GAS really doesn't like comments like this. 

There are enough differences that it can be worth owning both. These days I tend to use Albion One, along with Masse brass and woodwinds, SCS ensemble patch, vln 1 and cello legato, as a sketching library, since Albion One has legatos and Masse has full sections loaded in a single patch. It's pretty easy then to swap in instruments from SSO and SCS as needed. Many of the Ark instruments, by contrast, are in my main template.

Albion One is also pretty resource friendly, more so than the Arks, which are far more detailed. Its Easter Island hits are pretty great and it has the steamband and Brunel loops, like all the Albions. But if you have the Arks and you are ok with not having the upper winds (or you have other libraries to cover you there) and you don't care about the steamband and the Brunel loops, Albion One may not get much use.


----------



## Parsifal666 (May 3, 2019)

Whiskers might have at least partly meant that, if you're wanting an ensemble library and don't mind it nice and wet, then Met Arks I and II might be preferable to Albion One. I completely agree with that statement.

You have some really good points re: A1 @jbuhler 

But Albion One (besides EVO 1) remains the biggest SA disappointment for me. I ended up only really liking the Spicc/Stacc patch, otherwise I almost never use it. 

The Arks, on the others hand..._*huge*_ love for, and if you have even just the first 2 then imo you have it all over A1, whether you have the (in some ways better) Albion Legacy on top of the latter or not.

There are too many trouble patches for me in A1 as opposed to Met Arks, and to be completely forthright I've actually gotten the Arks to sit right with drier libs like EWH, BHCT and the Hein instruments.

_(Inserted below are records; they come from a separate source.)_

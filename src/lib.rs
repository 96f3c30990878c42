// connpool - client-side TCP connection pool with keep-alive eviction

pub mod config;
pub mod metrics;
pub mod pool;
pub mod utils;

// Re-export commonly used types
pub use config::{Config, PoolSettings};
pub use pool::{ConnectionPool, PoolStats, PooledConnection};
pub use utils::error::{ConnPoolError, Result};
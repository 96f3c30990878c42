use std::sync::atomic::{AtomicU64, Ordering};
use std::time::{Duration, Instant};
use tokio::net::TcpStream;

static NEXT_CONNECTION_ID: AtomicU64 = AtomicU64::new(1);

/// Allocate a process-unique connection identity.
pub(crate) fn next_connection_id() -> u64 {
    NEXT_CONNECTION_ID.fetch_add(1, Ordering::Relaxed)
}

#[derive(Debug, Clone, Copy, PartialEq, Eq)]
pub(crate) enum ConnState {
    /// Checked out to a caller.
    Busy,
    /// Parked in the pool, eligible for reuse or eviction.
    Idle,
}

/// Bookkeeping for a single pooled TCP connection.
///
/// The stream is parked here only while the record is idle. While busy the
/// borrower owns the stream and the record holds state only.
#[derive(Debug)]
pub(crate) struct ConnectionRecord {
    id: u64,
    state: ConnState,
    stream: Option<TcpStream>,
    /// Bumped on every release; a pending eviction only applies to the epoch it was armed for.
    release_epoch: u64,
    created_at: Instant,
    last_used: Instant,
}

impl ConnectionRecord {
    pub(crate) fn busy(id: u64) -> Self {
        let now = Instant::now();
        Self {
            id,
            state: ConnState::Busy,
            stream: None,
            release_epoch: 0,
            created_at: now,
            last_used: now,
        }
    }

    pub(crate) fn id(&self) -> u64 {
        self.id
    }

    pub(crate) fn state(&self) -> ConnState {
        self.state
    }

    pub(crate) fn is_idle(&self) -> bool {
        self.state == ConnState::Idle
    }

    pub(crate) fn release_epoch(&self) -> u64 {
        self.release_epoch
    }

    pub(crate) fn created_at(&self) -> Instant {
        self.created_at
    }

    /// Time since the record last changed hands.
    pub(crate) fn idle_for(&self) -> Duration {
        self.last_used.elapsed()
    }

    /// Flip to busy and hand the parked stream out.
    pub(crate) fn checkout(&mut self) -> Option<TcpStream> {
        let stream = self.stream.take()?;
        self.state = ConnState::Busy;
        self.last_used = Instant::now();
        Some(stream)
    }

    /// Park `stream` and flip to idle, returning the new release epoch.
    pub(crate) fn park(&mut self, stream: TcpStream) -> u64 {
        self.stream = Some(stream);
        self.state = ConnState::Idle;
        self.release_epoch += 1;
        self.last_used = Instant::now();
        self.release_epoch
    }

    /// Consume the record, yielding the parked stream if it was idle.
    pub(crate) fn into_stream(self) -> Option<TcpStream> {
        self.stream
    }
}
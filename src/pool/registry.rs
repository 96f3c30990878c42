use super::manager::AddressManager;
use dashmap::DashMap;
use std::net::SocketAddr;
use std::sync::Arc;

/// Canonical address -> per-address manager.
///
/// Managers are created on first use and live as long as the registry, so a
/// caller holding a manager never races with its removal.
#[derive(Debug, Default)]
pub(crate) struct PoolRegistry {
    managers: DashMap<SocketAddr, Arc<AddressManager>>,
}

impl PoolRegistry {
    pub(crate) fn new() -> Self {
        Self::default()
    }

    /// Return the manager for `address`, creating it atomically if absent.
    ///
    /// Only the shard lock is taken, and it is released before this returns.
    pub(crate) fn fetch_or_create(&self, address: SocketAddr) -> Arc<AddressManager> {
        self.managers
            .entry(address)
            .or_insert_with(|| Arc::new(AddressManager::new(address)))
            .value()
            .clone()
    }

    pub(crate) fn get(&self, address: &SocketAddr) -> Option<Arc<AddressManager>> {
        self.managers.get(address).map(|entry| entry.value().clone())
    }

    /// Snapshot of every manager, taken without holding shard locks afterwards.
    pub(crate) fn managers(&self) -> Vec<Arc<AddressManager>> {
        self.managers
            .iter()
            .map(|entry| entry.value().clone())
            .collect()
    }

    pub(crate) fn len(&self) -> usize {
        self.managers.len()
    }
}
use std::time::Duration;
use thiserror::Error;

#[derive(Debug, Error)]
pub enum ConnPoolError {
    #[error("Failed to resolve {address}: {source}")]
    Resolution {
        address: String,
        #[source]
        source: std::io::Error,
    },

    #[error("Failed to connect to {address}: {source}")]
    Dial {
        address: String,
        #[source]
        source: std::io::Error,
    },

    #[error("Connection to {address} timed out after {timeout:?}")]
    Timeout { address: String, timeout: Duration },

    #[error("IO error: {0}")]
    Io(#[from] std::io::Error),

    #[error("Configuration error: {0}")]
    Config(String),
}

impl ConnPoolError {
    /// True only when a bounded dial ran out of time.
    pub fn is_timeout(&self) -> bool {
        matches!(self, ConnPoolError::Timeout { .. })
    }

    /// True for every dial failure, timeouts included.
    pub fn is_dial(&self) -> bool {
        matches!(
            self,
            ConnPoolError::Dial { .. } | ConnPoolError::Timeout { .. }
        )
    }

    pub fn is_resolution(&self) -> bool {
        matches!(self, ConnPoolError::Resolution { .. })
    }
}

pub type Result<T> = std::result::Result<T, ConnPoolError>;
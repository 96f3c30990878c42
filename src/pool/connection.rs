use super::manager::AddressManager;
use std::fmt;
use std::net::SocketAddr;
use std::ops::{Deref, DerefMut};
use std::sync::Arc;
use tokio::net::TcpStream;
use tracing::trace;

/// A connection checked out of a [`ConnectionPool`](super::ConnectionPool).
///
/// The borrower owns the stream until it hands the connection back with
/// `put` or discards it with `remove`. Dropping the handle without either
/// forgets the record and closes the stream.
pub struct PooledConnection {
    id: u64,
    stream: Option<TcpStream>,
    manager: Arc<AddressManager>,
}

impl PooledConnection {
    pub(crate) fn new(id: u64, stream: TcpStream, manager: Arc<AddressManager>) -> Self {
        Self {
            id,
            stream: Some(stream),
            manager,
        }
    }

    /// Pool-wide identity of the underlying connection.
    ///
    /// A reused connection keeps the id it was dialed with.
    pub fn id(&self) -> u64 {
        self.id
    }

    /// Canonical `ip:port` this connection belongs to.
    pub fn address(&self) -> SocketAddr {
        self.manager.address()
    }

    pub fn stream(&self) -> &TcpStream {
        self.stream
            .as_ref()
            .expect("stream is present until the connection is released")
    }

    pub fn stream_mut(&mut self) -> &mut TcpStream {
        self.stream
            .as_mut()
            .expect("stream is present until the connection is released")
    }

    pub(crate) fn into_parts(mut self) -> (u64, TcpStream, Arc<AddressManager>) {
        let stream = self
            .stream
            .take()
            .expect("stream is present until the connection is released");
        (self.id, stream, Arc::clone(&self.manager))
    }
}

impl Deref for PooledConnection {
    type Target = TcpStream;

    fn deref(&self) -> &TcpStream {
        self.stream()
    }
}

impl DerefMut for PooledConnection {
    fn deref_mut(&mut self) -> &mut TcpStream {
        self.stream_mut()
    }
}

impl fmt::Debug for PooledConnection {
    fn fmt(&self, f: &mut fmt::Formatter<'_>) -> fmt::Result {
        f.debug_struct("PooledConnection")
            .field("id", &self.id)
            .field("address", &self.manager.address())
            .finish()
    }
}

impl Drop for PooledConnection {
    fn drop(&mut self) {
        // Released handles have already given their stream back.
        if self.stream.is_some() && self.manager.remove(self.id).is_some() {
            trace!(
                "Connection #{} to {} dropped while checked out, forgetting it",
                self.id,
                self.manager.address()
            );
        }
    }
}
use super::manager::AddressManager;
use crate::metrics::PoolMetrics;
use std::net::SocketAddr;
use std::sync::Arc;
use std::time::Duration;
use tokio::io::AsyncWriteExt;
use tokio::net::TcpStream;
use tracing::trace;

/// Arm a one-shot eviction for a connection that was just released.
///
/// Nothing cancels the timer. When it fires, the connection is evicted only if
/// it is still idle from the same release; a reacquired or re-released
/// connection is left alone.
pub(crate) fn arm(manager: Arc<AddressManager>, id: u64, epoch: u64, keep_alive: Duration) {
    tokio::spawn(async move {
        tokio::time::sleep(keep_alive).await;

        let Some(record) = manager.evict_if_idle(id, epoch) else {
            trace!(
                "Eviction of connection #{} to {} skipped (reused or already removed)",
                id,
                manager.address()
            );
            return;
        };

        PoolMetrics::record_eviction();
        trace!(
            "Evicting idle connection #{} to {} (idle: {:?}, age: {:?})",
            id,
            manager.address(),
            record.idle_for(),
            record.created_at().elapsed()
        );

        if let Some(stream) = record.into_stream() {
            close_stream(stream, manager.address()).await;
        }
    });
}

/// Shut a stream down and drop it. Close errors are not propagated.
pub(crate) async fn close_stream(mut stream: TcpStream, address: SocketAddr) {
    if let Err(e) = stream.shutdown().await {
        trace!("Ignoring close error for {}: {}", address, e);
    }
}
pub mod error;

I can't say that about A1...in fact I regret the large chunks of time I spent trying to integrate dry instruments into projects with the latter. Once I got the Arks I was pretty much all set.

Finally, the Arks just plain _sound_ better to me.

Just my opinion.


----------



## Mark Schmieder (May 3, 2019)

I place Spitfire Harp in the middle of my long list of harp libraries (yes, I'm a harp freak as I play the celtic version of the instrument but not the concert pedal harp). And as long as that list is (or perhaps due to its length), I never got around to CineHarp or some others that are loved around here. Mostly because the two VSL Harps pretty much get used in everything, so I wonder why I bothered buying any others! They are so different from each other that a lot of ground is covered.

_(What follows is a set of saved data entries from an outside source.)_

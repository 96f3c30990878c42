//! Connection Pool Edge Cases & Error Handling Tests

use connpool::{ConnPoolError, ConnectionPool, PoolSettings};
use std::time::{Duration, Instant};
use tokio::net::{TcpListener, TcpSocket, TcpStream};

/// Loopback listener that never accepts, with its backlog already full so
/// further handshakes stall until the dialer gives up.
async fn saturated_listener() -> (TcpListener, Vec<TcpStream>, String) {
    let socket = TcpSocket::new_v4().unwrap();
    socket.bind("127.0.0.1:0".parse().unwrap()).unwrap();
    let listener = socket.listen(1).unwrap();
    let addr = listener.local_addr().unwrap();

    let mut fillers = Vec::new();
    for _ in 0..16 {
        match tokio::time::timeout(Duration::from_millis(100), TcpStream::connect(addr)).await {
            Ok(Ok(stream)) => fillers.push(stream),
            _ => break,
        }
    }
    assert!(!fillers.is_empty(), "backlog filler never connected");

    (listener, fillers, addr.to_string())
}

#[tokio::test]
async fn unresolvable_host_is_resolution_error() {
    let pool = ConnectionPool::default();

    let err = pool.get("no-such-host.invalid").await.unwrap_err();
    assert!(err.is_resolution(), "unexpected error: {:?}", err);
    assert!(!err.is_dial());
    assert_eq!(pool.stats().destinations, 0);
}

#[tokio::test]
async fn closed_server_is_dial_error() {
    let pool = ConnectionPool::default();

    let listener = TcpListener::bind("127.0.0.1:0").await.unwrap();
    let target = listener.local_addr().unwrap().to_string();
    drop(listener);

    let err = pool.get(&target).await.unwrap_err();
    assert!(err.is_dial(), "unexpected error: {:?}", err);
    assert!(!err.is_timeout());
    assert_eq!(pool.connection_count(&target).await.unwrap(), 0);
}

#[tokio::test]
async fn bounded_dial_to_full_backlog_is_timeout() {
    let (_listener, _fillers, target) = saturated_listener().await;
    let pool = ConnectionPool::default();

    let start = Instant::now();
    let err = pool
        .get_with_timeout(&target, Duration::from_millis(200))
        .await
        .unwrap_err();
    let elapsed = start.elapsed();

    assert!(err.is_timeout(), "unexpected error: {:?}", err);
    assert!(err.is_dial());
    match err {
        ConnPoolError::Timeout { address, timeout } => {
            assert_eq!(address, target);
            assert_eq!(timeout, Duration::from_millis(200));
        }
        other => panic!("expected Timeout, got {:?}", other),
    }
    assert!(elapsed >= Duration::from_millis(200), "took {:?}", elapsed);
    assert!(elapsed < Duration::from_secs(2), "took {:?}", elapsed);
    assert_eq!(pool.connection_count(&target).await.unwrap(), 0);
}

#[tokio::test]
async fn bounded_dial_to_unresponsive_host_fails_fast() {
    let pool = ConnectionPool::default();

    // RFC 5737 TEST-NET-1, never answers
    let start = Instant::now();
    let result = pool
        .get_with_timeout("192.0.2.1:9999", Duration::from_millis(200))
        .await;
    let elapsed = start.elapsed();

    match result {
        Err(ConnPoolError::Timeout { address, timeout }) => {
            assert_eq!(address, "192.0.2.1:9999");
            assert_eq!(timeout, Duration::from_millis(200));
            assert!(elapsed < Duration::from_secs(2), "took {:?}", elapsed);
        }
        // Hosts without a route fail before the bound is reached.
        Err(e) => assert!(e.is_dial(), "unexpected error: {:?}", e),
        Ok(_) => panic!("TEST-NET-1 should not accept connections"),
    }
}

#[tokio::test]
async fn configured_connect_timeout_bounds_plain_get() {
    let (_listener, _fillers, target) = saturated_listener().await;
    let pool = ConnectionPool::new(PoolSettings {
        connect_timeout_ms: Some(150),
        ..Default::default()
    });

    let start = Instant::now();
    let err = pool.get(&target).await.unwrap_err();
    assert!(err.is_timeout(), "unexpected error: {:?}", err);
    assert!(start.elapsed() < Duration::from_secs(2));
}

#[tokio::test]
async fn host_without_port_uses_configured_default() {
    let listener = TcpListener::bind("127.0.0.1:0").await.unwrap();
    let port = listener.local_addr().unwrap().port();

    let pool = ConnectionPool::new(PoolSettings {
        default_port: port,
        ..Default::default()
    });

    let conn = pool.get("127.0.0.1").await.unwrap();
    assert_eq!(conn.address().port(), port);
    assert_eq!(pool.connection_count("127.0.0.1").await.unwrap(), 1);
}

#[tokio::test]
async fn dropping_checked_out_connection_forgets_it() {
    let pool = ConnectionPool::default();
    let listener = TcpListener::bind("127.0.0.1:0").await.unwrap();
    let target = listener.local_addr().unwrap().to_string();

    {
        let _conn = pool.get(&target).await.unwrap();
        assert_eq!(pool.stats().busy, 1);
    }

    let stats = pool.stats();
    assert_eq!(stats.total, 0);
    assert_eq!(stats.destinations, 1, "partitions outlive their connections");
}

#[tokio::test]
async fn close_idle_then_get_dials_again() {
    let pool = ConnectionPool::default();
    let listener = TcpListener::bind("127.0.0.1:0").await.unwrap();
    let target = listener.local_addr().unwrap().to_string();

    let conn = pool.get(&target).await.unwrap();
    let id = conn.id();
    pool.put(conn);

    assert_eq!(pool.close_idle().await, 1);
    assert_eq!(pool.close_idle().await, 0);

    let conn = pool.get(&target).await.unwrap();
    assert_ne!(conn.id(), id);
}

#[tokio::test]
async fn zero_keep_alive_evicts_promptly() {
    let pool = ConnectionPool::default();
    pool.set_keep_alive_timeout(Duration::ZERO);

    let listener = TcpListener::bind("127.0.0.1:0").await.unwrap();
    let target = listener.local_addr().unwrap().to_string();

    let conn = pool.get(&target).await.unwrap();
    pool.put(conn);

    tokio::time::sleep(Duration::from_millis(100)).await;
    assert_eq!(pool.connection_count(&target).await.unwrap(), 0);
}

Here's my current ranking order for harp libraries that I own:

Vienna Instruments — two models available
Soundiron Elysium Harp (Kontakt) — Lyon & Healy Brass Concert Harp (47 strings)
Chocolate Audio Glissando Harps (Kontakt) — Camac (47 strings), Salvi (47 strings)
Garritan Harps (ARIA) — Lyon & Healy, Salvi, and Venus
Sonokinetic Arpeggio Concert Harp (Kontakt)
OTS Angelic Harp (Kontakt)
Spitfire Harp (Kontakt)
Xsample Library (Kontakt)
Miroslav Philharmonik (SampleTank)
Audio Wonder Wonder Harp (Kontakt) — Elysium
Modartt Pianoteq **PM** — Salvi Concert Grand Harp (47 strings)
UVI IRCAM Solo Instruments (Falcon)
Rapture Pro
EW Symphonic Orchestra (Play)
EW Goliath (Play)
The rankings are based on timbre, multiple models available, articulations, and whether it cuts through a mix. Note that I don't care for glissando style playing very much, except as an occasional flourish. I'm more inclined to do arpeggios and/or simultaneous contrapuntal parts. So I did not consider glissando handling in my rankings.

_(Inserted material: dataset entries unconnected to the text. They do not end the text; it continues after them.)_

use url::Url;

/// Canonicalizes a URL string.
///
/// # Normalization Steps
///
/// 1. Lowercase the host
/// 2. Strip the fragment (everything after `#`)
/// 3. Strip an explicit default port (80 for http, 443 for https)
/// 4. Strip a root-only trailing slash (`https://a.com/` -> `https://a.com`)
///
/// Malformed input is returned unchanged: normalization fails open and
/// never errors, so callers can feed it anything found in the wild.
/// The function is idempotent: `normalize(normalize(u)) == normalize(u)`.
///
/// # Examples
///
/// ```
/// use kumo_sift::url::normalize;
///
/// assert_eq!(normalize("https://EXAMPLE.com:443/#top"), "https://example.com");
/// assert_eq!(normalize("not a url"), "not a url");
/// ```
pub fn normalize(url_str: &str) -> String {
    let mut url = match Url::parse(url_str) {
        Ok(u) => u,
        Err(_) => return url_str.to_string(),
    };

    // The url crate already lowercases hosts of http(s) URLs on parse.
    url.set_fragment(None);

    let default_port = match url.scheme() {
        "http" => Some(80),
        "https" => Some(443),
        _ => None,
    };
    if url.port().is_some() && url.port() == default_port {
        // set_port only fails for schemes without a host
        let _ = url.set_port(None);
    }

    let mut out = url.to_string();
    if url.path() == "/" && url.query().is_none() && out.ends_with('/') {
        out.pop();
    }

    out
}

#[cfg(test)]
mod tests {
    use super::*;

    #[test]
    fn test_lowercase_host() {
        assert_eq!(
            normalize("https://EXAMPLE.COM/Page"),
            "https://example.com/Page"
        );
    }

    #[test]
    fn test_strip_fragment() {
        assert_eq!(
            normalize("https://example.com/page#section"),
            "https://example.com/page"
        );
    }

    #[test]
    fn test_strip_default_http_port() {
        assert_eq!(normalize("http://example.com:80/a"), "http://example.com/a");
    }

    #[test]
    fn test_strip_default_https_port() {
        assert_eq!(
            normalize("https://example.com:443/a"),
            "https://example.com/a"
        );
    }

    #[test]
    fn test_keep_nondefault_port() {
        assert_eq!(
            normalize("https://example.com:8443/a"),
            "https://example.com:8443/a"
        );
    }

    #[test]
    fn test_strip_root_trailing_slash() {
        assert_eq!(normalize("https://example.com/"), "https://example.com");
    }

    #[test]
    fn test_bare_host_gets_no_slash() {
        assert_eq!(normalize("https://example.com"), "https://example.com");
    }

    #[test]
    fn test_keep_non_root_trailing_slash() {
        // Only the root-only slash is stripped
        assert_eq!(
            normalize("https://example.com/dir/"),
            "https://example.com/dir/"
        );
    }

    #[test]
    fn test_keep_root_slash_with_query() {
        assert_eq!(
            normalize("https://example.com/?q=1"),
            "https://example.com/?q=1"
        );
    }

    #[test]
    fn test_malformed_passes_through() {
        assert_eq!(normalize("not a url"), "not a url");
        assert_eq!(normalize(""), "");
        assert_eq!(normalize("::::"), "::::");
    }

    #[test]
    fn test_idempotent() {
        let inputs = [
            "https://EXAMPLE.com:443/#top",
            "https://example.com/",
            "http://example.com:80/a/b?x=1#f",
            "not a url",
            "https://example.com/dir/",
        ];
        for input in inputs {
            let once = normalize(input);
            let twice = normalize(&once);
            assert_eq!(once, twice, "normalize not idempotent for {}", input);
        }
    }
}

Everything on my list (except maybe the bottom three) is quite good. I would say the most significant break on my list is VSL (Vienna Instruments) above everything else, just as with their Concert Guitar. Very crisp and articulate, but can also be cold and harsh if you want/need it that way. Incredibly versatile!

I haven't updated this list using my more recent annotation style, and there might be a couple of errors, such as Audio Wonder being an Elysium Harp as that is also the name of Soundiron's library but not the brand they sampled.


----------



## jbuhler (May 3, 2019)

Parsifal666 said:


> Whiskers might have at least partly meant that, if you're wanting an ensemble library and don't mind it nice and wet, then Met Arks I and II might be preferable to Albion One. I completely agree with that statement.
> 
> You have some really good points re: A1 @jbuhler
> 
> ...


TBH, I'm not especially fond of the strings in Albion One (and I didn't especially like the strings in legacy either), though I like them better than the strings in Ark 1 for most things. I agree the shorts in A1 are better than the longs. If I have to write something quickly and it's mostly in the medium to loud volume range, I can do it and get a credible if not great recording just using Albion One with little fuss. It takes quite a lot more work to do it with the Arks, though the results are more detailed, and I like many of the Ark instruments. Many of them are indeed part of my main template—that's not true of Albion One except the Easter Island hits. So, yes, I agree that the Arks on the whole sound better to me as well.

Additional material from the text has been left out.